Jean Vilar, founder of the Avignon Theatre Festival

Vilar, the first act of a cultural revolution

What a long way it has come since that month of September 1947 when Jean Vilar and his theatre company inaugurated a "Week of Dramatic Art in Avignon" ! Through them, Shakespeare's spirit took possession of the imposing and grandiose setting of the main courtyard of the Popes' Palace. It was a magical meeting that consecrated, for better or for worse, the marriage of Theatre and the ancient City of the Popes.

For the first few years, the festival was the work of one man, Jean Vilar, who committed his militant determination to bring to a greater number, and in particular to the young, what was still an elitist theatrical culture. Gerard Philipe, Jeanne Moreau, Georges Wilson, Daniel Sorano, Maria Casares and many other actors of the troupe struggled to keep the project going, assisted by the population of Avignon who put a lot in to the venture. The spectators enthusiastically watched the reformulation of a theatre up to then confined to conventional theatre houses to a theatre that takes risks and finds a fervent and impassioned public.

The Festival enjoyed a growing success, performances of "Cid" by Corneille, of "Richard II" by Shakespeare or of "Prince of Hombourg" by Kleist in the Palace's Main Courtyard have entered in to the legend of Avignon and in to the history of theatre.

From 1964 on, Jean Vilar dedicated all his energies first and foremost to managing the Avignon Festival that he wanted to open to other forms of artistic expression. He invited other directors, he included dance and cinema. He inaugurated new performance spaces in the city. For four weeks, the festival takes possession of the city.

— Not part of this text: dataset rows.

use std::borrow::Cow;

use chrono::{TimeDelta, TimeZone, Utc};
use proptest::prelude::*;
use schema_kind::{
    describe, infer_kind, validate_kind_identity, validate_representation, validate_value, Kind,
    KindError, NativeType, Value,
};

/// One conforming value for every kind.
fn conforming_value(kind: Kind) -> Value<'static> {
    match kind {
        Kind::String => Value::from("hello"),
        Kind::Bytes => Value::from(vec![0xde_u8, 0xad]),
        Kind::Int8 => Value::Int8(i8::MIN),
        Kind::Uint8 => Value::Uint8(u8::MAX),
        Kind::Int16 => Value::Int16(-300),
        Kind::Uint16 => Value::Uint16(300),
        Kind::Int32 => Value::Int32(-70_000),
        Kind::Uint32 => Value::Uint32(70_000),
        Kind::Int64 => Value::Int64(i64::MIN),
        Kind::Uint64 => Value::Uint64(u64::MAX),
        Kind::Integer => Value::from("-123456789012345678901234567890"),
        Kind::Decimal => Value::from("-1.25E-3"),
        Kind::Bool => Value::Bool(false),
        Kind::Time => Value::Time(Utc.timestamp_opt(0, 0).unwrap()),
        Kind::Duration => Value::Duration(TimeDelta::nanoseconds(-1)),
        Kind::Float32 => Value::Float32(f32::INFINITY),
        Kind::Float64 => Value::Float64(0.1),
        Kind::Bech32Address => Value::from(vec![0u8; 20]),
        Kind::Enum => Value::from("ACTIVE"),
        Kind::Json => Value::json(&br#"{"a":[1,2,{"b":null}]}"#[..]),
        Kind::Invalid => unreachable!("sentinel has no values"),
    }
}

#[test]
fn every_kind_accepts_its_conforming_value() {
    for kind in Kind::ALL {
        let value = conforming_value(kind);
        assert_eq!(validate_representation(kind, &value), Ok(()), "{kind}");
        assert_eq!(validate_value(kind, &value), Ok(()), "{kind}");
    }
}

#[test]
fn unambiguous_kinds_round_trip_through_inference() {
    let ambiguous = [Kind::Integer, Kind::Decimal, Kind::Bech32Address, Kind::Enum];
    for kind in Kind::ALL {
        let inferred = infer_kind(&conforming_value(kind));
        if ambiguous.contains(&kind) {
            assert_ne!(inferred, kind);
            assert!(inferred == Kind::String || inferred == Kind::Bytes);
        } else {
            assert_eq!(inferred, kind);
        }
    }
}

#[test]
fn integer_grammar_examples() {
    let check = |s: &str| validate_value(Kind::Integer, &Value::from(s));
    assert!(check("123").is_ok());
    assert!(check("-123").is_ok());
    assert!(check("1".repeat(100).as_str()).is_ok());
    for bad in ["", "12.3", "+123", " 123"] {
        assert!(matches!(check(bad), Err(KindError::InvalidFormat { .. })), "{bad:?}");
    }
    assert!(matches!(
        check("1".repeat(101).as_str()),
        Err(KindError::InvalidFormat { .. })
    ));
}

#[test]
fn decimal_grammar_examples() {
    let check = |s: &str| validate_value(Kind::Decimal, &Value::from(s));
    assert!(check("123.45").is_ok());
    assert!(check("1e10").is_ok());
    assert!(check("1E-5").is_ok());
    assert!(check(format!("0.{}", "1".repeat(50)).as_str()).is_ok());
    for bad in ["1e100", "abc", ""] {
        assert!(matches!(check(bad), Err(KindError::InvalidFormat { .. })), "{bad:?}");
    }
    assert!(matches!(
        check(format!("0.{}", "1".repeat(51)).as_str()),
        Err(KindError::InvalidFormat { .. })
    ));
}

#[test]
fn json_document_examples() {
    assert!(validate_value(Kind::Json, &Value::json(&br#"{"a":1}"#[..])).is_ok());
    let err = validate_value(Kind::Json, &Value::json(&br#"{"a":}"#[..])).unwrap_err();
    assert_eq!(
        err,
        KindError::InvalidFormat {
            kind: Kind::Json,
            value: r#"{"a":}"#.to_string(),
        }
    );
    let owned = Value::json(Cow::Owned(b"[true]".to_vec()));
    assert!(validate_value(Kind::Json, &owned).is_ok());
}

#[test]
fn error_messages_carry_context() {
    let err = validate_value(Kind::Uint8, &Value::Int8(1)).unwrap_err();
    assert_eq!(
        err,
        KindError::TypeMismatch {
            expected: NativeType::Uint8,
            actual: NativeType::Int8,
        }
    );
    assert_eq!(err.to_string(), "expected u8, got i8");

    let err = validate_value(Kind::Decimal, &Value::from("1.2.3")).unwrap_err();
    let msg = err.to_string();
    assert!(msg.contains("decimal"));
    assert!(msg.contains("1.2.3"));
}

proptest! {
    #[test]
    fn identity_validation_covers_every_ordinal(ordinal in any::<i32>()) {
        let result = validate_kind_identity(ordinal);
        if ordinal <= 0 {
            prop_assert_eq!(result, Err(KindError::UnknownKind(ordinal)));
        } else if ordinal > Kind::MAX.ordinal() {
            prop_assert_eq!(result, Err(KindError::OutOfRangeKind(ordinal)));
        } else {
            let kind = result.unwrap();
            prop_assert_eq!(kind.ordinal(), ordinal);
            prop_assert_eq!(Kind::try_from(ordinal), Ok(kind));
        }
    }

    #[test]
    fn describe_is_total_and_non_empty(ordinal in any::<i32>()) {
        let name = describe(ordinal);
        prop_assert!(!name.is_empty());
        match Kind::from_ordinal(ordinal) {
            Ok(kind) => prop_assert_eq!(name.as_ref(), kind.name()),
            Err(_) => prop_assert_eq!(name.into_owned(), format!("invalid({ordinal})")),
        }
    }

    #[test]
    fn fixed_width_integers_infer_their_own_kind(v in any::<i64>()) {
        prop_assert_eq!(infer_kind(&Value::from(v as i8)), Kind::Int8);
        prop_assert_eq!(infer_kind(&Value::from(v as u16)), Kind::Uint16);
        prop_assert_eq!(infer_kind(&Value::from(v as i32)), Kind::Int32);
        prop_assert_eq!(infer_kind(&Value::from(v as u64)), Kind::Uint64);
        prop_assert_eq!(infer_kind(&Value::from(v)), Kind::Int64);
    }

    #[test]
    fn strings_never_infer_ambiguous_kinds(s in ".{0,64}") {
        let kind = infer_kind(&Value::from(s.as_str()));
        prop_assert_eq!(kind, Kind::String);
    }

    #[test]
    fn integer_strings_are_valid_decimals(v in any::<i64>()) {
        let s = v.to_string();
        prop_assert!(validate_value(Kind::Integer, &Value::from(s.as_str())).is_ok());
        prop_assert!(validate_value(Kind::Decimal, &Value::from(s.as_str())).is_ok());
    }

    #[test]
    fn validate_value_is_deterministic(s in ".{0,64}", ordinal in 1i32..=20) {
        let kind = Kind::from_ordinal(ordinal).unwrap();
        for value in [Value::from(s.as_str()), Value::json_str(&s), Value::from(s.as_bytes())] {
            prop_assert_eq!(validate_value(kind, &value), validate_value(kind, &value));
        }
    }
}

Through theatre, Vilar wanted to make the festival a center of dialogue and reflection about society.

In 1968, just after the student demonstrations in the month of May, Jean Vilar faced a radical and anti-establishment youth.

He died on May 28, 1971.

Paul Puaux, his faithful friend and assistant took up the torch and pursued the venture of a festival that more than ever was a big event. It opened itself to new forms of expression and other experiences: workshops, cinema, readings, debates, music, children's theatre. When Paul Puaux resigned in 1979 to dedicate himself to the direction of the Maison Jean Vilar, it was the end of a cycle.

Nominated director, Bernard Faivre d'Arcier got down to the job, hen Alain Crombecque from 1985 to 1992, and once again Bernard Faivre d'Arcier to 2003. 

Hortense Archambaud and Vincent Baudriller direct the Festival d'Avigon until 2004.

The Avignon Festival has henceforth reached adulthood ; it is summer's not-to-be-missed cultural happening. It offers a view of contemporary theatrical creation in France and opens up perspectives towards the future and other theatrical traditions. It has a faithful and constant public, more than 100 000 places are sold each year. If it is no longer a moment of effervescence arousing fervor et passion, it still remains a benchmark, an illuminating testimony to the vitality of the arts and living theatre in these uncertain times when cultural values have been put into question.

Thanks to Melly Puaux of the Association Jean Vilar 

who helped the writing of this text


Jean Vilar at his office, Rue De L Estrapade, Paris, 1966.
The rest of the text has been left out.